Eglises d'Asie – Indonésie
Moluques : selon des responsables de l’Eglise catholique sur place, l’état d’urgence décrété le 27 juin est impuissant à arrêter les massacres
Publié le 18/03/2010
Le 4 juillet, des milliers de combattants musulmans venus de Jasirah Leihitu, Batu Merah et Gallunggung, de quartiers d’Amboine, ont attaqué dès 5 heures du matin trois villages chrétiens, à Poka, Rumahtiga et Wailela. A 10 heures du matin, les musulmans ont pénétré sur le campus de l’université d’Etat de Pattimura, lançant des bombes artisanales et tirant au mortier sur les bâtiments. Le bâtiment administratif principal, récemment construit, la bibliothèque, divers départe-ments et facultés, un laboratoire et un gymnase ont été détruits. Le temple protestant de Bethesda, datant de l’époque coloniale hollandaise, et une église catholique ont aussi été détruits. « Comment est–il possible que l’université de Pattimura et tant d’autres bâtiments publics aient été détruits ? Si Amboine doit devenir une ville à 100 % musulmane, ils auront pourtant besoin de ces infrastruc–tures », s’est lamenté le P. Cornelis J. Böhm, secrétaire du Centre de crise du diocèse d’Amboine.
Lors de ces attaques, nombre de chrétiens ont cherché à fuir par la mer. Certains ont pu traverser la baie d’Amboine en bateaux pour se réfugier sur la base navale d’Halong, mais, selon le témoignage de membres de l’Eglise catholique, de nombreux autres ont été pris au piège. « L’armée n’était pas là quand les émeutiers sont arrivés », rapporte au Djakarta Post un rescapé de Poka. Selon un autre témoignage, « les militaires ne se soucient que de protéger leur vie et plus d’un a été vu aux côtés des combattants musulmans de la djihad ».

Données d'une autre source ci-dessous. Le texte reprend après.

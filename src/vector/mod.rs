use async_trait::async_trait;
use chrono::{DateTime, Utc};
use serde::{Deserialize, Serialize};

pub mod embedding;
pub mod qdrant;
pub mod similarity;

pub use embedding::{E5Config, E5Embedder, EmbeddingProvider};
pub use qdrant::QdrantStore;
pub use similarity::{cosine_similarity, embedding_bucket};

// Module-level constants
pub const TARGET_VECTOR: &str = "vector";

/// Metadata stored alongside each embedding so similarity hits can be
/// filtered and ranked without a round trip to the structured store.
#[derive(Debug, Clone, Default, Serialize, Deserialize)]
pub struct VectorPayload {
    pub article_id: String,
    pub title: String,
    pub source: String,
    pub published_at: Option<DateTime<Utc>>,
    pub cluster_id: Option<String>,
    pub is_duplicate: bool,
    /// Sector entity values, lowercase.
    pub sectors: Vec<String>,
    /// Company and regulator canonical values, lowercase.
    pub entity_values: Vec<String>,
    pub sentiment_label: Option<String>,
    /// Symbols with impact confidence >= 0.8.
    pub impacted_symbols: Vec<String>,
}

/// One similarity hit from the vector store.
#[derive(Debug, Clone)]
pub struct SimilarPoint {
    pub article_id: String,
    pub similarity: f32,
    pub payload: VectorPayload,
}

/// Optional structured filter applied inside a similarity search. A point
/// matches when any of its sectors or entity values appears in the
/// corresponding list.
#[derive(Debug, Clone, Default)]
pub struct SearchFilter {
    pub sectors: Vec<String>,
    pub entity_values: Vec<String>,
}

impl SearchFilter {
    pub fn is_empty(&self) -> bool {
        self.sectors.is_empty() && self.entity_values.is_empty()
    }
}

/// Narrow interface over the vector-similarity store. Upserts are atomic
/// per article id: a reader sees either the whole old record or the whole
/// new one, never a partial write.
#[async_trait]
pub trait VectorStore: Send + Sync {
    async fn upsert(
        &self,
        article_id: &str,
        embedding: &[f32],
        document: &str,
        payload: &VectorPayload,
    ) -> anyhow::Result<()>;

    async fn query_similar(
        &self,
        embedding: &[f32],
        top_n: u64,
        filter: Option<&SearchFilter>,
    ) -> anyhow::Result<Vec<SimilarPoint>>;
}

Le 6 juillet au matin, ce fut au tour du village chrétien de Waai d’être attaqué. Equipés d’armes sophistiquées (mortiers, grenades, fusils d’assaut), les assaillants sont venus de deux côtés, par la mer et des villages musulmans de Tulehu et de Liang. Mettant le feu aux maisons, ils ont chassé les habitants devant eux. Vingt-deux personnes ont été tuées, une soixantaine d’autres blessées. La plupart des habitants de ce village, éloigné d’une trentaine de kilomètres d’Amboine, ont cherché refuge dans les bois ; d’autres ont pu monter à bord de deux vedettes rapides. Avant l’attaque, les villageois de Waai avaient demandé, en vain et à plusieurs reprises, à bénéficier de la protection de l’armée. Les militaires n’ont pu empêcher les assaillants de pénétrer dans le village. Le Centre de crise du diocèse d’Amboine déclare à ce propos : « Nous sommes forcés de conclure que I Made Yasa (le colonel commandant les forces armées aux Moluques) crée délibérément un contexte favorable aux musulmans en vue d’exterminer les communautés chrétiennes. »
Selon les médias locaux, le gouverneur de la province, Saleh Latuconsina, aurait déclaré regretter ces incidents et rester « sans voix » face à la tournure prise par les événements aux Moluques. Interrogé au sujet des incidents du 4 juillet, il renvoie au responsable militaire de Pattimura pour toute tentative d’explication.
Selon le directeur du Centre de crise du diocèse d’Amboine, le P. Agus Ulahaiyanan, le seul résultat visible et positif de la mise en place de l’état d’urgence est que les militaires ont confisqué une partie des armes qui circulent (des bombes artisanales mais aussi des fusils automatiques et des grenades). Cependant, « de façon générale, l’état d’urgence a conduit à une détérioration de la situation. Les lignes téléphoniques avec l’étranger ont été coupées ; les médias sont soumis à la censure. Tout ceci contribue à la diffusion de fausses informations et de rumeurs déstabilisatrices », a-t-il commenté.